WORK INSTRUCTIONS :: As the answer, set down the lines below from the one containing "a model themselves." through the one containing "#[async_trait]", exactly and inclusively, and no others.

[Saved data entries]
*****

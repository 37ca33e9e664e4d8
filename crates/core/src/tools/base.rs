//! Tool actions and the executor trait.

use async_trait::async_trait;
use serde::{Deserialize, Serialize};
use thiserror::Error;

/// A discrete action a todo performs on the workspace.
///
/// Serialized with an `action` tag so planner output can be read directly:
///
/// ```json
/// {"action": "write_file", "path": "src/lib.rs", "content": "..."}
/// ```
#[derive(Debug, Clone, PartialEq, Eq, Serialize, Deserialize)]
#[serde(tag = "action", rename_all = "snake_case")]
pub enum ToolAction {
    ReadFile {
        path: String,
    },
    /// Write a whole file. Without `content` the loop generates it first.
    WriteFile {
        path: String,
        #[serde(default, skip_serializing_if = "Option::is_none")]
        content: Option<String>,
    },
    /// Rewrite an existing file according to `instructions`.
    EditFile {
        path: String,
        #[serde(default)]
        instructions: String,
    },
    RunShell {
        command: String,
    },
    SearchFiles {
        pattern: String,
    },
    FetchUrl {
        url: String,
    },
}

impl ToolAction {
    pub fn name(&self) -> &'static str {
        match self {
            Self::ReadFile { .. } => "read_file",
            Self::WriteFile { .. } => "write_file",
            Self::EditFile { .. } => "edit_file",
            Self::RunShell { .. } => "run_shell",
            Self::SearchFiles { .. } => "search_files",
            Self::FetchUrl { .. } => "fetch_url",
        }
    }

    /// The path, command, pattern or url the action works on.
    pub fn target(&self) -> &str {
        match self {
            Self::ReadFile { path }
            | Self::WriteFile { path, .. }
            | Self::EditFile { path, .. } => path,
            Self::RunShell { command } => command,
            Self::SearchFiles { pattern } => pattern,
            Self::FetchUrl { url } => url,
        }
    }

    /// True for actions that change files in the workspace.
    pub fn mutates(&self) -> bool {
        matches!(self, Self::WriteFile { .. } | Self::EditFile { .. })
    }
}

/// What a tool call produced.
///
/// `success = false` is a recoverable failure: the todo is marked failed and
/// execution continues.
#[derive(Debug, Clone, Default, PartialEq)]
pub struct ToolOutcome {
    pub success: bool,
    pub result: String,
    pub diff: Option<String>,
    /// Usage of tools that call a model themselves.
    pub tokens: u64,
    pub cost: f64,
}

impl ToolOutcome {
    pub fn ok(result: impl Into<String>) -> Self {
        Self {
            success: true,
            result: result.into(),
            ..Default::default()
        }
    }

    pub fn failed(result: impl Into<String>) -> Self {
        Self {
            success: false,
            result: result.into(),
            ..Default::default()
        }
    }
}

/// The executor itself is unusable. Unlike a failed [`ToolOutcome`], this
/// ends the attempt.
#[derive(Error, Debug, Clone, PartialEq, Eq)]
pub enum ToolError {
    #[error("Tool executor not available: {0}")]
    NotAvailable(String),
    #[error("Tool execution failed: {0}")]
    ExecutionError(String),
}

#[async_trait]
pub trait ToolExecutor: Send + Sync {
    async fn run_tool(&self, action: &ToolAction) -> Result<ToolOutcome, ToolError>;
}
//! Directory structure and file generation for `.ledit/` initialization.

use super::error::{InitError, InitResult};
use super::templates::{get_template, list_templates};
use crate::config::models::CONFIG_DIR;
use std::fs;
use std::path::{Path, PathBuf};
use tracing::debug;

/// Options for initializing a `.ledit` directory.
#[derive(Debug, Clone)]
pub struct InitOptions {
    /// Project root where `.ledit` will be created.
    pub target_dir: PathBuf,

    /// Overwrite existing template files.
    pub force: bool,

    /// Only write `config.toml` and the single-task process.
    pub minimal: bool,
}

impl Default for InitOptions {
    fn default() -> Self {
        Self {
            target_dir: std::env::current_dir().unwrap_or_else(|_| PathBuf::from(".")),
            force: false,
            minimal: false,
        }
    }
}

/// Generate the `.ledit` directory structure from the embedded templates.
///
/// ```text
/// .ledit/
/// ├── config.toml
/// └── processes/
///     ├── example.json (unless minimal)
///     └── single-task.json
/// ```
///
/// A run state already present in `.ledit` is left untouched.
///
/// # Returns
/// The paths written.
///
/// # Errors
/// - `AlreadyInitialized` if `config.toml` exists and `force` is not set
/// - `TemplateNotFound` if an embedded template is missing
/// - `DirectoryCreate` / `FileWrite` on file system failures
pub async fn generate_ledit_structure(options: InitOptions) -> InitResult<Vec<PathBuf>> {
    let config_dir = options.target_dir.join(CONFIG_DIR);

    if config_dir.join("config.toml").exists() && !options.force {
        return Err(InitError::AlreadyInitialized(config_dir));
    }

    let mut templates = vec!["config.toml".to_string()];
    if options.minimal {
        templates.push("processes/single-task.json".to_string());
    } else {
        templates.extend(list_templates("processes/"));
    }

    let mut written = Vec::with_capacity(templates.len());
    for template in &templates {
        written.push(write_template_file(&config_dir, template)?);
    }
    Ok(written)
}

fn write_template_file(config_dir: &Path, template_path: &str) -> InitResult<PathBuf> {
    let content = get_template(template_path)
        .ok_or_else(|| InitError::TemplateNotFound(template_path.to_string()))?;

    let target_path = config_dir.join(template_path);

    if let Some(parent) = target_path.parent() {
        fs::create_dir_all(parent).map_err(|source| InitError::DirectoryCreate {
            path: parent.to_path_buf(),
            source,
        })?;
    }

    fs::write(&target_path, content).map_err(|source| InitError::FileWrite {
        path: target_path.clone(),
        source,
    })?;
    debug!(path = %target_path.display(), "wrote template");

    Ok(target_path)
}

*****

RESPONSE BELOW ::
    /// Usage of tools that call a model themselves.
    pub tokens: u64,
    pub cost: f64,
}

impl ToolOutcome {
    pub fn ok(result: impl Into<String>) -> Self {
        Self {
            success: true,
            result: result.into(),
            ..Default::default()
        }
    }

    pub fn failed(result: impl Into<String>) -> Self {
        Self {
            success: false,
            result: result.into(),
            ..Default::default()
        }
    }
}

/// The executor itself is unusable. Unlike a failed [`ToolOutcome`], this
/// ends the attempt.
#[derive(Error, Debug, Clone, PartialEq, Eq)]
pub enum ToolError {
    #[error("Tool executor not available: {0}")]
    NotAvailable(String),
    #[error("Tool execution failed: {0}")]
    ExecutionError(String),
}

#[async_trait]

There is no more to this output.